##### Given data
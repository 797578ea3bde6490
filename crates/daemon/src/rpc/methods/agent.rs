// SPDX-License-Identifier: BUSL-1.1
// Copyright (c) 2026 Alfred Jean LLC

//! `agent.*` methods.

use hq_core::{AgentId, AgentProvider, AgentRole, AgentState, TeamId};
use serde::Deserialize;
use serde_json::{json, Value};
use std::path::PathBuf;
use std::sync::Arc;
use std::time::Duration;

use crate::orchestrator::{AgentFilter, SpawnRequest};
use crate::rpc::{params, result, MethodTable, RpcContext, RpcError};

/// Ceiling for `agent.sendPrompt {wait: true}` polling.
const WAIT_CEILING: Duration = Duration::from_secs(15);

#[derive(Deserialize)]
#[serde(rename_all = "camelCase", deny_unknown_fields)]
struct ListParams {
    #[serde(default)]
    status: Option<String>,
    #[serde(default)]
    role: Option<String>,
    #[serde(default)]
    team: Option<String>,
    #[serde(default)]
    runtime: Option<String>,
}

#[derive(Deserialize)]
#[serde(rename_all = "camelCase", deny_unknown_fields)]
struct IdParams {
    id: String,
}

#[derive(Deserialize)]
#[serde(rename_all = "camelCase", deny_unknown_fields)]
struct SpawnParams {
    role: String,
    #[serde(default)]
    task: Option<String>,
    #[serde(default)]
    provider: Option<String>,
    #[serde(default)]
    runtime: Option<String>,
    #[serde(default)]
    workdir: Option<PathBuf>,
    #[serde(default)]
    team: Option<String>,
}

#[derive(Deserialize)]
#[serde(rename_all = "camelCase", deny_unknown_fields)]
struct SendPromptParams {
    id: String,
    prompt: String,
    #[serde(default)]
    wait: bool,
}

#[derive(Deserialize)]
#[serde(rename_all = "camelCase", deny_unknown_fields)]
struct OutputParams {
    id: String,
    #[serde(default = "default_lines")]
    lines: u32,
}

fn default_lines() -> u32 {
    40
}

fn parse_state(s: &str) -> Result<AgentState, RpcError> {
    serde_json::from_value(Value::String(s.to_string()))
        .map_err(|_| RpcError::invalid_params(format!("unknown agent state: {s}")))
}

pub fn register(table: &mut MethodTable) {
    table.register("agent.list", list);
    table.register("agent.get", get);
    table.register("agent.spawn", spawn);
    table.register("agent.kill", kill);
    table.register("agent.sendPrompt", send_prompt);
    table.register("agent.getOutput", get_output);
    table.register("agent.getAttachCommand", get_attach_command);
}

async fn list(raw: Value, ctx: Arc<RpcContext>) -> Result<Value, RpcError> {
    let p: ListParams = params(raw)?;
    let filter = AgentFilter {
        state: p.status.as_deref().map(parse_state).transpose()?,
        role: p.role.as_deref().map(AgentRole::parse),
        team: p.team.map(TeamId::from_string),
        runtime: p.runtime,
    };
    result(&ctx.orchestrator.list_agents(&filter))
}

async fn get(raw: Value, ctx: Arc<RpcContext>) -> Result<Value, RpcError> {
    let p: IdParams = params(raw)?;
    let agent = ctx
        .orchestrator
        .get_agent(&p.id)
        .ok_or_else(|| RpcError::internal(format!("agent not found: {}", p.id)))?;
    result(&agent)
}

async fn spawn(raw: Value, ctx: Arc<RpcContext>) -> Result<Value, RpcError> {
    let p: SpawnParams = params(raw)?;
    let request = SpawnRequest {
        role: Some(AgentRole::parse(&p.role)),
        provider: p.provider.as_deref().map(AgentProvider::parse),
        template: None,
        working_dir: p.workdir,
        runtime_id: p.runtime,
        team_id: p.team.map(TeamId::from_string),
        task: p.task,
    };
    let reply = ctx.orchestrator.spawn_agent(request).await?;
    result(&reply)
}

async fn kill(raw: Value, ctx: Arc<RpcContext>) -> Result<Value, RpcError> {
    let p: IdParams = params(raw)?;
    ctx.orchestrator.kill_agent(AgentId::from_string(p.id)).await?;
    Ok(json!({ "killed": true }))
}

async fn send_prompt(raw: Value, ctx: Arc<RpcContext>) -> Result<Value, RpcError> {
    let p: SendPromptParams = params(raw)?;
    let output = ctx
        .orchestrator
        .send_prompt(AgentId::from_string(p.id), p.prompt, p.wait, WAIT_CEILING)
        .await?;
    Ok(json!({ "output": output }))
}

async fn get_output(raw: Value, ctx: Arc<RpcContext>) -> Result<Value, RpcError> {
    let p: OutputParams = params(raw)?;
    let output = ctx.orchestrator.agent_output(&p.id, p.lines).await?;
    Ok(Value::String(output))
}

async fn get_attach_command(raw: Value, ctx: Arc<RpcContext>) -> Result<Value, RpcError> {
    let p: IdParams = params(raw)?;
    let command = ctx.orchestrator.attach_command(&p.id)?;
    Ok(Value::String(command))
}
##########
§ **What you need to do**:
The required output is every line above that contains the string "await".

§ **Answer below**:
    let reply = ctx.orchestrator.spawn_agent(request).await?;
    ctx.orchestrator.kill_agent(AgentId::from_string(p.id)).await?;
        .await?;
    let output = ctx.orchestrator.agent_output(&p.id, p.lines).await?;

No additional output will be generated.